TASK REQUIREMENTS: Find the line in the entries below that contains "use super::state::Stream;". Repeat it exactly, and every line after it through the line that contains "fn clone(&self) ->".

(Records from a data collection)
* * *

use clap::Parser;
use std::path::PathBuf;

// Display order for log level option (placed at end of help text)
const LOG_LEVEL_DISPLAY_ORDER: usize = 100;

/// CLI arguments
#[derive(Parser, Debug)]
#[command(name = "junit-conversor", version, about = "Convert flake8 output into a JUnit XML report", long_about = None)]
pub struct Cli {
    /// Log level (see https://docs.rs/tracing-subscriber/latest/tracing_subscriber/filter/struct.EnvFilter.html)
    /// [env: JUNIT_CONVERSOR_LOG=] [default: info]
    #[arg(
        long,
        env = "JUNIT_CONVERSOR_LOG",
        default_value = "info",
        hide_default_value = true,
        hide_env = true,
        display_order = LOG_LEVEL_DISPLAY_ORDER,
        verbatim_doc_comment
    )]
    pub log_level: String,

    /// flake8 output file (`-` for stdin)
    pub source: String,

    /// JUnit XML report path (not created when there are no violations)
    pub destination: PathBuf,
}
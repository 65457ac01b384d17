use crate::types::{ViolationGroups, ViolationRecord};
use tracing::{debug, trace};

/// Parse flake8 console output into violations grouped by file
///
/// Each line is expected as `<file>:<line>:<col>: <detail>`. Lines that do not
/// split into four colon-separated fields (blank lines, summaries, warnings) are
/// skipped.
pub fn parse(text: &str) -> ViolationGroups {
    let mut groups = ViolationGroups::new();
    let mut skipped = 0;

    for line in text.lines() {
        match parse_line(line) {
            Some(record) => groups.push(record),
            None => {
                trace!("Skipping line: {:?}", line);
                skipped += 1;
            }
        }
    }

    debug!(
        "Parsed {} violations in {} files, skipped {} lines",
        groups.violation_count(),
        groups.len(),
        skipped
    );
    groups
}

/// Parse a single `<file>:<line>:<col>: <detail>` line
pub fn parse_line(line: &str) -> Option<ViolationRecord> {
    let mut parts = line.splitn(4, ':');
    let file = parts.next()?;
    let line_no = parts.next()?;
    let col = parts.next()?;
    let rest = parts.next()?;

    let detail = rest.strip_prefix(' ').unwrap_or(rest);
    // Leading token up to the first whitespace, so it is always a prefix of detail
    let code = detail.split(char::is_whitespace).next().unwrap_or_default();

    Some(ViolationRecord {
        file: file.to_string(),
        line: line_no.to_string(),
        col: col.to_string(),
        code: code.to_string(),
        detail: detail.to_string(),
    })
}
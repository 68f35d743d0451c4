use std::ops::{Add, BitOr, Mul, Shr, Sub};
use std::rc::Rc;

use crate::combinators::{constant, curry2};

use super::state::Stream;

type ParserFn<S, A> = Rc<dyn Fn(S) -> Vec<(A, S)>>;

/// A parser from input `S` to results of type `A`.
///
/// Running a parser yields every way it can consume a prefix of the input,
/// as `(result, remaining input)` pairs. No pairs means failure. Parsers
/// hold no mutable state and can be cloned and run any number of times.
pub struct Parser<S, A> {
    parser: ParserFn<S, A>,
}

impl<S, A> Clone for Parser<S, A> {
    fn clone(&self) -> Self {
        Parser {
            parser: Rc::clone(&self.parser),
        }
    }
}

impl<S: Clone + 'static, A: 'static> Parser<S, A> {
    pub fn new<F: Fn(S) -> Vec<(A, S)> + 'static>(parser: F) -> Self {
        Parser {
            parser: Rc::new(parser),
        }
    }

    pub fn run(&self, input: S) -> Vec<(A, S)> {
        (self.parser)(input)
    }

    /// Succeeds once with `value`, consuming nothing.
    pub fn pure(value: A) -> Self
    where
        A: Clone,
    {
        Parser::new(move |input| vec![(value.clone(), input)])
    }

    /// Never succeeds.
    pub fn fail() -> Self {
        Parser::new(|_| Vec::new())
    }

    /// Defers building the parser until it runs, for recursive productions.
    pub fn lazy<F: Fn() -> Self + 'static>(build: F) -> Self {
        Parser::new(move |input| build().run(input))
    }

    /// Functor map: transform every result, keeping its remaining input.
    pub fn map<B: 'static, F: Fn(A) -> B + 'static>(self, f: F) -> Parser<S, B> {
        Parser::new(move |input| {
            self.run(input)
                .into_iter()
                .map(|(a, rest)| (f(a), rest))
                .collect()
        })
    }

    /// Replace every result with `value`.
    pub fn replace<B: Clone + 'static>(self, value: B) -> Parser<S, B> {
        self.map(constant(value))
    }

    /// Monadic bind: run `f(a)` on the remainder of every result of `self`.
    ///
    /// Results keep their order: everything produced from the first result
    /// of `self` comes before anything produced from the second.
    pub fn bind<B: 'static, F: Fn(A) -> Parser<S, B> + 'static>(self, f: F) -> Parser<S, B> {
        Parser::new(move |input| {
            self.run(input)
                .into_iter()
                .flat_map(|(a, rest)| f(a).run(rest))
                .collect()
        })
    }

    /// Ordered choice: the results of `self` if there are any, otherwise
    /// the results of `other`. `other` is not run when `self` succeeds.
    pub fn or(self, other: Parser<S, A>) -> Parser<S, A> {
        Parser::new(move |input: S| {
            let results = self.run(input.clone());
            if results.is_empty() {
                other.run(input)
            } else {
                results
            }
        })
    }

    /// Sequence: parse self then other, return (A, B)
    pub fn then<B: 'static>(self, other: Parser<S, B>) -> Parser<S, (A, B)>
    where
        A: Clone,
    {
        lift_a2(|a, b| (a, b), self, other)
    }

    /// Keep left: parse self then other, discard other's result
    pub fn skip<B: 'static>(self, other: Parser<S, B>) -> Parser<S, A>
    where
        A: Clone,
    {
        self.bind(move |a| other.clone().replace(a))
    }

    /// Keep right: parse self then other, discard self's result
    pub fn skip_left<B: 'static>(self, other: Parser<S, B>) -> Parser<S, B> {
        self.bind(move |_| other.clone())
    }
}

impl<S: Clone + 'static, F: 'static> Parser<S, F> {
    /// Applicative apply: every function result applied to every argument
    /// result that follows it.
    pub fn ap<A: 'static, B: 'static>(self, arg: Parser<S, A>) -> Parser<S, B>
    where
        F: Fn(A) -> B,
    {
        Parser::new(move |input| {
            self.run(input)
                .into_iter()
                .flat_map(|(f, rest)| {
                    arg.run(rest)
                        .into_iter()
                        .map(move |(a, rest)| (f(a), rest))
                })
                .collect()
        })
    }
}

/// Lift a binary function over two parsers run in sequence.
pub fn lift_a2<S, A, B, C, F>(f: F, first: Parser<S, A>, second: Parser<S, B>) -> Parser<S, C>
where
    S: Clone + 'static,
    A: Clone + 'static,
    B: 'static,
    C: 'static,
    F: Fn(A, B) -> C + 'static,
{
    first.map(curry2(f)).ap(second)
}

/// Flatten a parser that produces parsers.
pub fn join<S: Clone + 'static, A: 'static>(nested: Parser<S, Parser<S, A>>) -> Parser<S, A> {
    nested.bind(|inner| inner)
}

// === Primitive Parsers ===

/// Consume one element if it satisfies `predicate`.
pub fn satisfy<S, F>(predicate: F) -> Parser<S, S::Item>
where
    S: Stream + 'static,
    S::Item: 'static,
    F: Fn(&S::Item) -> bool + 'static,
{
    Parser::new(move |input: S| match input.uncons() {
        Some((item, rest)) if predicate(&item) => vec![(item, rest)],
        _ => Vec::new(),
    })
}

/// Consume any one element.
pub fn item<S>() -> Parser<S, S::Item>
where
    S: Stream + 'static,
    S::Item: 'static,
{
    satisfy(|_| true)
}

/// Succeeds only on exhausted input.
pub fn end_of_input<S: Stream + 'static>() -> Parser<S, ()> {
    Parser::new(|input: S| {
        if input.is_empty() {
            vec![((), input)]
        } else {
            Vec::new()
        }
    })
}

// === Repetition ===

/// Parse zero or more occurrences
///
/// Only the first result of each step is carried forward. A step that
/// succeeds without consuming input ends the repetition, so this always
/// terminates and always succeeds.
pub fn many<S: Stream + 'static, A: 'static>(parser: Parser<S, A>) -> Parser<S, Vec<A>> {
    Parser::new(move |input: S| {
        let mut values = Vec::new();
        let mut rest = input;
        while let Some((value, next)) = parser.run(rest.clone()).into_iter().next() {
            if next.position() <= rest.position() {
                break;
            }
            values.push(value);
            rest = next;
        }
        vec![(values, rest)]
    })
}

/// Parse one or more occurrences
pub fn some<S: Stream + 'static, A: Clone + 'static>(parser: Parser<S, A>) -> Parser<S, Vec<A>> {
    lift_a2(
        |first, mut rest: Vec<A>| {
            rest.insert(0, first);
            rest
        },
        parser.clone(),
        many(parser),
    )
}

/// Optional: parse zero or one
pub fn optional<S: Clone + 'static, A: 'static>(parser: Parser<S, A>) -> Parser<S, Option<A>> {
    Parser::new(move |input: S| {
        let results = parser.run(input.clone());
        if results.is_empty() {
            vec![(None, input)]
        } else {
            results
                .into_iter()
                .map(|(a, rest)| (Some(a), rest))
                .collect()
        }
    })
}

// === Operator Overloading ===

/// `+` for sequence: A + B -> (A, B)
impl<S: Clone + 'static, A: Clone + 'static, B: 'static> Add<Parser<S, B>> for Parser<S, A> {
    type Output = Parser<S, (A, B)>;

    fn add(self, rhs: Parser<S, B>) -> Self::Output {
        self.then(rhs)
    }
}

/// `-` for keep left: A - B -> A (parse B, discard result)
impl<S: Clone + 'static, A: Clone + 'static, B: 'static> Sub<Parser<S, B>> for Parser<S, A> {
    type Output = Parser<S, A>;

    fn sub(self, rhs: Parser<S, B>) -> Self::Output {
        self.skip(rhs)
    }
}

/// `*` for keep right: A * B -> B (parse A, discard result)
impl<S: Clone + 'static, A: 'static, B: 'static> Mul<Parser<S, B>> for Parser<S, A> {
    type Output = Parser<S, B>;

    fn mul(self, rhs: Parser<S, B>) -> Self::Output {
        self.skip_left(rhs)
    }
}

/// `|` for choice: A | B -> A or B
impl<S: Clone + 'static, A: 'static> BitOr<Parser<S, A>> for Parser<S, A> {
    type Output = Parser<S, A>;

    fn bitor(self, rhs: Parser<S, A>) -> Self::Output {
        self.or(rhs)
    }
}

/// `>>` for map: A >> fn -> B
impl<S: Clone + 'static, A: 'static, B: 'static, F: Fn(A) -> B + 'static> Shr<F> for Parser<S, A> {
    type Output = Parser<S, B>;

    fn shr(self, f: F) -> Self::Output {
        self.map(f)
    }
}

* * *

EXERCISE OUTPUT:
use super::state::Stream;

type ParserFn<S, A> = Rc<dyn Fn(S) -> Vec<(A, S)>>;

/// A parser from input `S` to results of type `A`.
///
/// Running a parser yields every way it can consume a prefix of the input,
/// as `(result, remaining input)` pairs. No pairs means failure. Parsers
/// hold no mutable state and can be cloned and run any number of times.
pub struct Parser<S, A> {
    parser: ParserFn<S, A>,
}

impl<S, A> Clone for Parser<S, A> {
    fn clone(&self) -> Self {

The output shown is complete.